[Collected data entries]
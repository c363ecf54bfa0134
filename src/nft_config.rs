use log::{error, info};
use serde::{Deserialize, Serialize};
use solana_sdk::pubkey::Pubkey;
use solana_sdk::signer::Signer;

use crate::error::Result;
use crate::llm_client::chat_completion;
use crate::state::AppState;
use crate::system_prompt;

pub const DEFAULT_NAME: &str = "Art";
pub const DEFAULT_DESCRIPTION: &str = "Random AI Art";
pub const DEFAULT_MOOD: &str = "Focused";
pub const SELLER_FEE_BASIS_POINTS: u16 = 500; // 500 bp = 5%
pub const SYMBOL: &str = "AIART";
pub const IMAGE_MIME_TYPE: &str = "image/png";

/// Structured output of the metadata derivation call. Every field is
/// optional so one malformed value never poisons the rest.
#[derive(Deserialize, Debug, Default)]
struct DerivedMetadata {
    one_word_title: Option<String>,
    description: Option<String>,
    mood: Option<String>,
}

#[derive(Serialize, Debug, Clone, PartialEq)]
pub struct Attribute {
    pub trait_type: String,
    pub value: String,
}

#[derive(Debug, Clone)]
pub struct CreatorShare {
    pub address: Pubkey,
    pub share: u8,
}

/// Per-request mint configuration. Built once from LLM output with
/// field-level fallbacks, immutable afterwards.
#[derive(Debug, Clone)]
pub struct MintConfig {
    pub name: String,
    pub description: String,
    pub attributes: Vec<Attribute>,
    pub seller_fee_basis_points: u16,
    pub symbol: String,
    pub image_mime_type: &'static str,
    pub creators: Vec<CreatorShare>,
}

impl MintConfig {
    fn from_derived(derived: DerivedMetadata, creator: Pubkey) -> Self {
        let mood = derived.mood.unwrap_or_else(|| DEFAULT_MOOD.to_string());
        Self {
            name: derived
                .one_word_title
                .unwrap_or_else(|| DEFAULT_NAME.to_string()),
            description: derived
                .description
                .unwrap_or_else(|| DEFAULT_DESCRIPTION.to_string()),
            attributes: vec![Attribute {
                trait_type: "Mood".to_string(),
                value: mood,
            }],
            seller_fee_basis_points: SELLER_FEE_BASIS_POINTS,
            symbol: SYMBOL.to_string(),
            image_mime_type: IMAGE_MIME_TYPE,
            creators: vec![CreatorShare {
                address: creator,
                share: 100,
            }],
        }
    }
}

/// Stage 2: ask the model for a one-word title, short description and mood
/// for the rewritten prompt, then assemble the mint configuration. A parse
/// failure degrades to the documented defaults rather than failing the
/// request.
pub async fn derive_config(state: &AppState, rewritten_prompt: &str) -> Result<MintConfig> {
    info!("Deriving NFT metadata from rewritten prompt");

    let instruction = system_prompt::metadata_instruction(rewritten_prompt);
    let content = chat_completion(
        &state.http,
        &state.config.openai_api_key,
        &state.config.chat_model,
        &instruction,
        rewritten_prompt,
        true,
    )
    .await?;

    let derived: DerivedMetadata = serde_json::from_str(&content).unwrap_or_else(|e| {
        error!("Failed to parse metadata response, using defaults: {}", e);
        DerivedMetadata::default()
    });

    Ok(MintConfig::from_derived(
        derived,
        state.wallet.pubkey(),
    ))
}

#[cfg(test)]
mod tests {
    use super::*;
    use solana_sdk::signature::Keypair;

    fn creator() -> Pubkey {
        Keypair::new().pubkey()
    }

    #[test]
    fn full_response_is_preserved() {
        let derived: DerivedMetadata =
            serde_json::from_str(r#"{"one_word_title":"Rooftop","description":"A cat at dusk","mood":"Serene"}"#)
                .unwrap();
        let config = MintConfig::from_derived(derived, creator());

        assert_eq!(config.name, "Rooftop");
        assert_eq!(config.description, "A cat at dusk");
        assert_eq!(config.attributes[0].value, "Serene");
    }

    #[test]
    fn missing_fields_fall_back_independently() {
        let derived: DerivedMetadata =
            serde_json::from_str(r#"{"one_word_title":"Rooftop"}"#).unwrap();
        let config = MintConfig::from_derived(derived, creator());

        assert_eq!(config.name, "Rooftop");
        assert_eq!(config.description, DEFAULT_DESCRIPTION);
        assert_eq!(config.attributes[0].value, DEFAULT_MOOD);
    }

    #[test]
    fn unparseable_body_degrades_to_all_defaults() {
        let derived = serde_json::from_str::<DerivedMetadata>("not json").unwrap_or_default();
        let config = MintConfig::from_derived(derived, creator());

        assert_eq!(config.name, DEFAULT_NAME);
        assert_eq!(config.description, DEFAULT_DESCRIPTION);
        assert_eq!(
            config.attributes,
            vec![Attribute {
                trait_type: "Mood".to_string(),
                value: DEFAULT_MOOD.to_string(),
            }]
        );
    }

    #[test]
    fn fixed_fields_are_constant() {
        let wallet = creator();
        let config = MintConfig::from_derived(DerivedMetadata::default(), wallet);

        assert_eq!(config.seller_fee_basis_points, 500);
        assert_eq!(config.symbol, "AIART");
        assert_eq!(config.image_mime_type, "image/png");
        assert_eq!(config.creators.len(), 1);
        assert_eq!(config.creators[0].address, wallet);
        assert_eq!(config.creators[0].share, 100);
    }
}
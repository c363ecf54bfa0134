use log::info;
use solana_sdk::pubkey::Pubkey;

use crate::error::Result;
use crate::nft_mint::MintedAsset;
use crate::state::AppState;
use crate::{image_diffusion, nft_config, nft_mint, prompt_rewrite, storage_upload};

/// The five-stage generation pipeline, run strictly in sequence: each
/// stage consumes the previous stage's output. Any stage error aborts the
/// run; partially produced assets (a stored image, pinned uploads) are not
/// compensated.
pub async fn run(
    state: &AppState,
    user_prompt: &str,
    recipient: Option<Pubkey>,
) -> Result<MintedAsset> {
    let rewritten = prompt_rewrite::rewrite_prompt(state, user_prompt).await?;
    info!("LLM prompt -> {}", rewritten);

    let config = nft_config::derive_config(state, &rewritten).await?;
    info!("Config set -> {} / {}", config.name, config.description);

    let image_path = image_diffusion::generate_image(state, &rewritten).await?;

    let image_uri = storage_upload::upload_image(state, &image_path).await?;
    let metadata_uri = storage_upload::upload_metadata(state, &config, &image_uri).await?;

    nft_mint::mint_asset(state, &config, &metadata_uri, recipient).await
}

ASSIGNMENT ▸ Every line above has to be restated word for word.

EXERCISE RESULT ▸
repository c363ecf54bfa0134
filename src/nft_config.rs
use log::{error, info};
use serde::{Deserialize, Serialize};
use solana_sdk::pubkey::Pubkey;
use solana_sdk::signer::Signer;

use crate::error::Result;
use crate::llm_client::chat_completion;
use crate::state::AppState;
use crate::system_prompt;

pub const DEFAULT_NAME: &str = "Art";
pub const DEFAULT_DESCRIPTION: &str = "Random AI Art";
pub const DEFAULT_MOOD: &str = "Focused";
pub const SELLER_FEE_BASIS_POINTS: u16 = 500; // 500 bp = 5%
pub const SYMBOL: &str = "AIART";
pub const IMAGE_MIME_TYPE: &str = "image/png";

/// Structured output of the metadata derivation call. Every field is
/// optional so one malformed value never poisons the rest.
#[derive(Deserialize, Debug, Default)]
struct DerivedMetadata {
    one_word_title: Option<String>,
    description: Option<String>,
    mood: Option<String>,
}

#[derive(Serialize, Debug, Clone, PartialEq)]
pub struct Attribute {
    pub trait_type: String,
    pub value: String,
}

#[derive(Debug, Clone)]
pub struct CreatorShare {
    pub address: Pubkey,
    pub share: u8,
}

/// Per-request mint configuration. Built once from LLM output with
/// field-level fallbacks, immutable afterwards.
#[derive(Debug, Clone)]
pub struct MintConfig {
    pub name: String,
    pub description: String,
    pub attributes: Vec<Attribute>,
    pub seller_fee_basis_points: u16,
    pub symbol: String,
    pub image_mime_type: &'static str,
    pub creators: Vec<CreatorShare>,
}

impl MintConfig {
    fn from_derived(derived: DerivedMetadata, creator: Pubkey) -> Self {
        let mood = derived.mood.unwrap_or_else(|| DEFAULT_MOOD.to_string());
        Self {
            name: derived
                .one_word_title
                .unwrap_or_else(|| DEFAULT_NAME.to_string()),
            description: derived
                .description
                .unwrap_or_else(|| DEFAULT_DESCRIPTION.to_string()),
            attributes: vec![Attribute {
                trait_type: "Mood".to_string(),
                value: mood,
            }],
            seller_fee_basis_points: SELLER_FEE_BASIS_POINTS,
            symbol: SYMBOL.to_string(),
            image_mime_type: IMAGE_MIME_TYPE,
            creators: vec![CreatorShare {
                address: creator,
                share: 100,
            }],
        }
    }
}

/// Stage 2: ask the model for a one-word title, short description and mood
/// for the rewritten prompt, then assemble the mint configuration. A parse
/// failure degrades to the documented defaults rather than failing the
/// request.
pub async fn derive_config(state: &AppState, rewritten_prompt: &str) -> Result<MintConfig> {
    info!("Deriving NFT metadata from rewritten prompt");

    let instruction = system_prompt::metadata_instruction(rewritten_prompt);
    let content = chat_completion(
        &state.http,
        &state.config.openai_api_key,
        &state.config.chat_model,
        &instruction,
        rewritten_prompt,
        true,
    )
    .await?;

    let derived: DerivedMetadata = serde_json::from_str(&content).unwrap_or_else(|e| {
        error!("Failed to parse metadata response, using defaults: {}", e);
        DerivedMetadata::default()
    });

    Ok(MintConfig::from_derived(
        derived,
        state.wallet.pubkey(),
    ))
}

#[cfg(test)]
mod tests {
    use super::*;
    use solana_sdk::signature::Keypair;

    fn creator() -> Pubkey {
        Keypair::new().pubkey()
    }

    #[test]
    fn full_response_is_preserved() {
        let derived: DerivedMetadata =
            serde_json::from_str(r#"{"one_word_title":"Rooftop","description":"A cat at dusk","mood":"Serene"}"#)
                .unwrap();
        let config = MintConfig::from_derived(derived, creator());

        assert_eq!(config.name, "Rooftop");
        assert_eq!(config.description, "A cat at dusk");
        assert_eq!(config.attributes[0].value, "Serene");
    }

    #[test]
    fn missing_fields_fall_back_independently() {
        let derived: DerivedMetadata =
            serde_json::from_str(r#"{"one_word_title":"Rooftop"}"#).unwrap();
        let config = MintConfig::from_derived(derived, creator());

        assert_eq!(config.name, "Rooftop");
        assert_eq!(config.description, DEFAULT_DESCRIPTION);
        assert_eq!(config.attributes[0].value, DEFAULT_MOOD);
    }

    #[test]
    fn unparseable_body_degrades_to_all_defaults() {
        let derived = serde_json::from_str::<DerivedMetadata>("not json").unwrap_or_default();
        let config = MintConfig::from_derived(derived, creator());

        assert_eq!(config.name, DEFAULT_NAME);
        assert_eq!(config.description, DEFAULT_DESCRIPTION);
        assert_eq!(
            config.attributes,
            vec![Attribute {
                trait_type: "Mood".to_string(),
                value: DEFAULT_MOOD.to_string(),
            }]
        );
    }

    #[test]
    fn fixed_fields_are_constant() {
        let wallet = creator();
        let config = MintConfig::from_derived(DerivedMetadata::default(), wallet);

        assert_eq!(config.seller_fee_basis_points, 500);
        assert_eq!(config.symbol, "AIART");
        assert_eq!(config.image_mime_type, "image/png");
        assert_eq!(config.creators.len(), 1);
        assert_eq!(config.creators[0].address, wallet);
        assert_eq!(config.creators[0].share, 100);
    }
}
repository c363ecf54bfa0134
use log::info;
use solana_sdk::pubkey::Pubkey;

use crate::error::Result;
use crate::nft_mint::MintedAsset;
use crate::state::AppState;
use crate::{image_diffusion, nft_config, nft_mint, prompt_rewrite, storage_upload};

/// The five-stage generation pipeline, run strictly in sequence: each
/// stage consumes the previous stage's output. Any stage error aborts the
/// run; partially produced assets (a stored image, pinned uploads) are not
/// compensated.
pub async fn run(
    state: &AppState,
    user_prompt: &str,
    recipient: Option<Pubkey>,
) -> Result<MintedAsset> {
    let rewritten = prompt_rewrite::rewrite_prompt(state, user_prompt).await?;
    info!("LLM prompt -> {}", rewritten);

    let config = nft_config::derive_config(state, &rewritten).await?;
    info!("Config set -> {} / {}", config.name, config.description);

    let image_path = image_diffusion::generate_image(state, &rewritten).await?;

    let image_uri = storage_upload::upload_image(state, &image_path).await?;
    let metadata_uri = storage_upload::upload_metadata(state, &config, &image_uri).await?;

    nft_mint::mint_asset(state, &config, &metadata_uri, recipient).await
}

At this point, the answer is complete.